What is expected: Copy out all the lines in the records that include the word "ConfigLoader".

Record set:
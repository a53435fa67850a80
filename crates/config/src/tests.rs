#[cfg(test)]
mod tests {
    use crate::{AppConfig, ConfigLoader};
    use std::path::PathBuf;

    #[test]
    fn test_defaults() {
        let config = AppConfig::default();
        assert_eq!(config.server.host, "127.0.0.1");
        assert_eq!(config.server.port, 8081);
        assert!(config.server.api_key.is_none());
        assert!(!config.server.admin_endpoints);
        assert_eq!(config.backend.url, "http://127.0.0.1:8080");
        assert!(config.model.tool_parser.is_none());
    }

    #[test]
    fn test_load_missing_file_uses_defaults() {
        let path = PathBuf::from("/nonexistent/tokenflow-test-config.json");
        let config = ConfigLoader::load(Some(&path)).expect("load should fall back");
        assert_eq!(config.server.port, AppConfig::default().server.port);
    }

    #[test]
    fn test_save_and_reload_round_trip() {
        let mut config = AppConfig::default();
        config.server.port = 9099;
        config.model.name = "qwen3-8b".to_string();
        config.model.tool_parser = Some("hermes".to_string());

        let path = std::env::temp_dir().join(format!(
            "tokenflow-config-test-{}.json",
            std::process::id()
        ));
        ConfigLoader::save(&config, &path).expect("save config");

        let loaded = ConfigLoader::load(Some(&path)).expect("reload config");
        assert_eq!(loaded.server.port, 9099);
        assert_eq!(loaded.model.name, "qwen3-8b");
        assert_eq!(loaded.model.tool_parser.as_deref(), Some("hermes"));

        let _ = std::fs::remove_file(&path);
    }

    #[test]
    fn test_parse_partial_config_fails_loudly() {
        // Config files are all-or-nothing; a malformed file is an error,
        // not a silent fallback.
        let err = serde_json::from_str::<AppConfig>("{\"server\": {}}");
        assert!(err.is_err());
    }
}
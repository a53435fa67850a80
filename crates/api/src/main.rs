use anyhow::Result;

mod session;
mod streaming;
mod toolcall;
#[cfg(test)]
mod tests;

use axum::{
    extract::{Request, State},
    http::{header::AUTHORIZATION, Method, StatusCode},
    middleware::{self, Next},
    response::{IntoResponse, Response},
    routing::{get, post},
    Json, Router,
};
use serde::Deserialize;
use serde_json::json;
use std::net::SocketAddr;
use std::sync::atomic::AtomicU64;
use std::sync::Arc;
use tokenflow_common::{
    system_fingerprint, unix_timestamp, ChatCompletionRequest, CompletionRequest, Error,
    ErrorResponse, ModelCard, ModelList,
};
use tokenflow_config::{AppConfig, ConfigLoader};
use tokenflow_runtime::{ActiveRequestRegistry, CancelOutcome, LlamaBackend, ModelBackend};
use tokio::sync::mpsc;
use tower_http::cors::CorsLayer;
use tower_http::trace::TraceLayer;
use tracing::info;
use tracing_subscriber::{layer::SubscriberExt, util::SubscriberInitExt};

use session::SessionContext;

#[derive(Clone)]
struct AppState {
    ctx: SessionContext,
    config: Arc<AppConfig>,
    started_at: i64,
}

type ApiError = (StatusCode, Json<ErrorResponse>);

fn api_error(err: Error) -> ApiError {
    let status =
        StatusCode::from_u16(err.status_code()).unwrap_or(StatusCode::INTERNAL_SERVER_ERROR);
    (status, Json(ErrorResponse::from(&err)))
}

async fn chat_completion(
    State(state): State<AppState>,
    Json(request): Json<ChatCompletionRequest>,
) -> Result<Response, ApiError> {
    if request.model != *state.ctx.model_name {
        return Err(api_error(Error::ModelNotFound(request.model.clone())));
    }
    request.validate().map_err(api_error)?;

    let launched = session::launch_chat(&state.ctx, &request)
        .await
        .map_err(api_error)?;

    if request.stream.unwrap_or(false) {
        let (tx, rx) = mpsc::channel(streaming::BUFFER_SIZE);
        let watch = Arc::new(streaming::SenderWatch(tx.clone()));
        tokio::spawn(session::chat_completion_stream(
            state.ctx.clone(),
            request,
            launched,
            watch,
            tx,
        ));
        Ok(streaming::sse_response(rx).into_response())
    } else {
        let response =
            session::chat_completion_full(&state.ctx, &request, launched, &session::NeverDisconnects)
                .await
                .map_err(api_error)?;
        Ok(Json(response).into_response())
    }
}

async fn create_completion(
    State(state): State<AppState>,
    Json(request): Json<CompletionRequest>,
) -> Result<Response, ApiError> {
    let (launched, prompt) = session::launch_completion(&state.ctx, &request)
        .await
        .map_err(api_error)?;

    if request.stream.unwrap_or(false) {
        let (tx, rx) = mpsc::channel(streaming::BUFFER_SIZE);
        let watch = Arc::new(streaming::SenderWatch(tx.clone()));
        tokio::spawn(session::completion_stream(
            state.ctx.clone(),
            request,
            launched,
            prompt,
            watch,
            tx,
        ));
        Ok(streaming::sse_response(rx).into_response())
    } else {
        let response = session::completion_full(
            &state.ctx,
            &request,
            launched,
            prompt,
            &session::NeverDisconnects,
        )
        .await
        .map_err(api_error)?;
        Ok(Json(response).into_response())
    }
}

#[derive(Debug, Deserialize)]
struct CancelRequest {
    request_id: String,
}

async fn cancel_request(
    State(state): State<AppState>,
    Json(body): Json<CancelRequest>,
) -> Response {
    if !state.config.server.admin_endpoints {
        return (
            StatusCode::FORBIDDEN,
            Json(json!({"error": "This API is only available when admin endpoints are enabled"})),
        )
            .into_response();
    }

    match state.ctx.registry.lookup_and_abort(&body.request_id).await {
        CancelOutcome::Cancelled => Json(json!({
            "message": format!("Request {} cancelled successfully", body.request_id)
        }))
        .into_response(),
        CancelOutcome::NotFound => (
            StatusCode::NOT_FOUND,
            Json(json!({
                "error": format!(
                    "Failed to cancel request {}. Request not found or already finished.",
                    body.request_id
                )
            })),
        )
            .into_response(),
        CancelOutcome::Failed(message) => (
            StatusCode::INTERNAL_SERVER_ERROR,
            Json(json!({"error": message})),
        )
            .into_response(),
    }
}

async fn active_requests(State(state): State<AppState>) -> Response {
    if !state.config.server.admin_endpoints {
        return (
            StatusCode::FORBIDDEN,
            Json(json!({"error": "This API is only available when admin endpoints are enabled"})),
        )
            .into_response();
    }

    let ids = state.ctx.registry.list_active().await;
    Json(json!({"active_requests": ids, "count": ids.len()})).into_response()
}

async fn get_models(State(state): State<AppState>) -> Json<ModelList> {
    Json(ModelList {
        object: "list",
        data: vec![ModelCard::new(&state.ctx.model_name, state.started_at)],
    })
}

async fn health_check() -> Json<serde_json::Value> {
    Json(json!({"status": "healthy"}))
}

async fn version() -> Json<serde_json::Value> {
    Json(json!({
        "version": env!("CARGO_PKG_VERSION"),
        "engine": "tokenflow"
    }))
}

/// Bearer-token gate for `/v1/*` routes, active only when an api key is
/// configured. OPTIONS passes through for CORS preflight.
async fn require_api_key(State(state): State<AppState>, request: Request, next: Next) -> Response {
    let Some(api_key) = &state.config.server.api_key else {
        return next.run(request).await;
    };
    if request.method() == Method::OPTIONS || !request.uri().path().starts_with("/v1") {
        return next.run(request).await;
    }

    let expected = format!("Bearer {}", api_key);
    let authorized = request
        .headers()
        .get(AUTHORIZATION)
        .and_then(|value| value.to_str().ok())
        == Some(expected.as_str());

    if !authorized {
        return (
            StatusCode::UNAUTHORIZED,
            Json(json!({"error": "Unauthorized"})),
        )
            .into_response();
    }
    next.run(request).await
}

#[tokio::main]
async fn main() -> Result<()> {
    // Initialize tracing
    tracing_subscriber::registry()
        .with(tracing_subscriber::fmt::layer())
        .with(
            tracing_subscriber::EnvFilter::from_default_env()
                .add_directive(tracing::Level::INFO.into()),
        )
        .init();

    info!("Starting tokenflow API server");

    // Load configuration
    let config = ConfigLoader::load(None)?;

    // Connect the generation backend and the process-wide registry
    let backend: Arc<dyn ModelBackend> = Arc::new(LlamaBackend::new(&config.backend)?);
    let registry = ActiveRequestRegistry::new(backend.clone());

    let ctx = SessionContext {
        backend,
        registry,
        http: reqwest::Client::new(),
        model_name: Arc::from(config.model.name.as_str()),
        fingerprint: Arc::from(system_fingerprint().as_str()),
        request_counter: Arc::new(AtomicU64::new(0)),
        tool_parser_override: config.model.tool_parser.clone(),
        log_prompt_input: config.model.log_prompt_input,
    };
    let state = AppState {
        ctx,
        config: Arc::new(config),
        started_at: unix_timestamp(),
    };

    let app = Router::new()
        .route("/v1/chat/completions", post(chat_completion))
        .route("/v1/completions", post(create_completion))
        .route("/v1/models", get(get_models))
        .route("/v1/cancel", post(cancel_request))
        .route("/v1/active_requests", get(active_requests))
        .route("/health", get(health_check))
        .route("/v1/health", get(health_check))
        .route("/version", get(version))
        .layer(middleware::from_fn_with_state(state.clone(), require_api_key))
        .layer(CorsLayer::permissive())
        .layer(TraceLayer::new_for_http())
        .with_state(state.clone());

    let addr: SocketAddr =
        format!("{}:{}", state.config.server.host, state.config.server.port).parse()?;
    info!("Listening on http://{}", addr);

    let listener = tokio::net::TcpListener::bind(addr).await?;
    axum::serve(listener, app).await?;

    Ok(())
}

Exercise answer:
    use crate::{AppConfig, ConfigLoader};
        let config = ConfigLoader::load(Some(&path)).expect("load should fall back");
        ConfigLoader::save(&config, &path).expect("save config");
        let loaded = ConfigLoader::load(Some(&path)).expect("reload config");
use tokenflow_config::{AppConfig, ConfigLoader};
    let config = ConfigLoader::load(None)?;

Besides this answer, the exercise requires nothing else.